◆ Information given:
-- Opening Marker --

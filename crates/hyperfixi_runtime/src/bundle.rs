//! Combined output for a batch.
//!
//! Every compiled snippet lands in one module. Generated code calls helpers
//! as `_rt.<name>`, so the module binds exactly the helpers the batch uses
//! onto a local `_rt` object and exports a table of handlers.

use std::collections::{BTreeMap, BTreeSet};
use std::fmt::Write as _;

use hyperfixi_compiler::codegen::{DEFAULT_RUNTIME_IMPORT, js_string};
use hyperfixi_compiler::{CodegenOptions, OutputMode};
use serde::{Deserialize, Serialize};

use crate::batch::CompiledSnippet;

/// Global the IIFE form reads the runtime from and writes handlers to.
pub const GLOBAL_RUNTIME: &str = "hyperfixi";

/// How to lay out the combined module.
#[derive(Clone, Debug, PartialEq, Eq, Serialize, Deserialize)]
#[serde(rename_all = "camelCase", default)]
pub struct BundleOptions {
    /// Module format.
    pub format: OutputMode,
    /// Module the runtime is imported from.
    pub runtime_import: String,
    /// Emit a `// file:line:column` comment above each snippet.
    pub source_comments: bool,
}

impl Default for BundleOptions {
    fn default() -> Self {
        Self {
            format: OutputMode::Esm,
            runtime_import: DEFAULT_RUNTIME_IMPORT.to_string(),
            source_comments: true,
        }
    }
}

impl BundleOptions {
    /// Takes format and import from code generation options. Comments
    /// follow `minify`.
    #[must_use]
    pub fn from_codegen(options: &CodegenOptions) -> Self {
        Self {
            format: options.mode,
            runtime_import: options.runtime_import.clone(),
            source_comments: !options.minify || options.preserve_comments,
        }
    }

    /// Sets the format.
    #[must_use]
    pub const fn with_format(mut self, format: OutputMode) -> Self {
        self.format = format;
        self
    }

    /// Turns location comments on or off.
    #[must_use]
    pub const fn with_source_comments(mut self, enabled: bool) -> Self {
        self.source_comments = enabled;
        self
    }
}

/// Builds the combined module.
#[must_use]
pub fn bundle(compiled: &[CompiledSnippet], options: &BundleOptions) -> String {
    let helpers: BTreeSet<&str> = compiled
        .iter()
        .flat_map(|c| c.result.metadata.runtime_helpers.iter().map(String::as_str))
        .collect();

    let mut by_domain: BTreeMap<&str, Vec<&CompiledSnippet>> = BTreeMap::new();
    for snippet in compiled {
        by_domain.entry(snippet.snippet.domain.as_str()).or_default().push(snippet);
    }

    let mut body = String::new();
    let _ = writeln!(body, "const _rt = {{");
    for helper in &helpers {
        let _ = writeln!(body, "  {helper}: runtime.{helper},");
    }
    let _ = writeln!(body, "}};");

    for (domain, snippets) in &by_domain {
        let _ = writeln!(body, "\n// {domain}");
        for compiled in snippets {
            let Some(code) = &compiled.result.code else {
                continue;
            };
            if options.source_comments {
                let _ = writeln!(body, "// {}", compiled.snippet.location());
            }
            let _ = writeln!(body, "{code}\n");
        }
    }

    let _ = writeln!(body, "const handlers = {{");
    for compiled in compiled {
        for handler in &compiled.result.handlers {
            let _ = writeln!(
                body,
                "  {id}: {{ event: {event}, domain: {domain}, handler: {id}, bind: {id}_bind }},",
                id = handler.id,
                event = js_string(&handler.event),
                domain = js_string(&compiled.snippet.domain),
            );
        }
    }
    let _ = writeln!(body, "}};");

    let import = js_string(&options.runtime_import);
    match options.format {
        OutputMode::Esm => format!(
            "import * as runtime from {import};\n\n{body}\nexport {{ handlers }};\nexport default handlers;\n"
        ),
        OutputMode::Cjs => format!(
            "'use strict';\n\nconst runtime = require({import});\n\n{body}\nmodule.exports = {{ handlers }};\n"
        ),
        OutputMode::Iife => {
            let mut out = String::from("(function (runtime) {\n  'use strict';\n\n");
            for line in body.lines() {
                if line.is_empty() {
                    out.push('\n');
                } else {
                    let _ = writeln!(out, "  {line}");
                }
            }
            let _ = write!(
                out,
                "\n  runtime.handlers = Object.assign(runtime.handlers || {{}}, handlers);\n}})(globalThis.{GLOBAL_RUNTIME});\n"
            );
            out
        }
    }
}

-- Closing Marker --

The answer must consist solely of the lines from the first line of the data to the line holding "generation options. Comments", each given again exactly.

filename crates/hyperfixi_runtime/src/bundle.rs
//! Combined output for a batch.
//!
//! Every compiled snippet lands in one module. Generated code calls helpers
//! as `_rt.<name>`, so the module binds exactly the helpers the batch uses
//! onto a local `_rt` object and exports a table of handlers.

use std::collections::{BTreeMap, BTreeSet};
use std::fmt::Write as _;

use hyperfixi_compiler::codegen::{DEFAULT_RUNTIME_IMPORT, js_string};
use hyperfixi_compiler::{CodegenOptions, OutputMode};
use serde::{Deserialize, Serialize};

use crate::batch::CompiledSnippet;

/// Global the IIFE form reads the runtime from and writes handlers to.
pub const GLOBAL_RUNTIME: &str = "hyperfixi";

/// How to lay out the combined module.
#[derive(Clone, Debug, PartialEq, Eq, Serialize, Deserialize)]
#[serde(rename_all = "camelCase", default)]
pub struct BundleOptions {
    /// Module format.
    pub format: OutputMode,
    /// Module the runtime is imported from.
    pub runtime_import: String,
    /// Emit a `// file:line:column` comment above each snippet.
    pub source_comments: bool,
}

impl Default for BundleOptions {
    fn default() -> Self {
        Self {
            format: OutputMode::Esm,
            runtime_import: DEFAULT_RUNTIME_IMPORT.to_string(),
            source_comments: true,
        }
    }
}

impl BundleOptions {
    /// Takes format and import from code generation options. Comments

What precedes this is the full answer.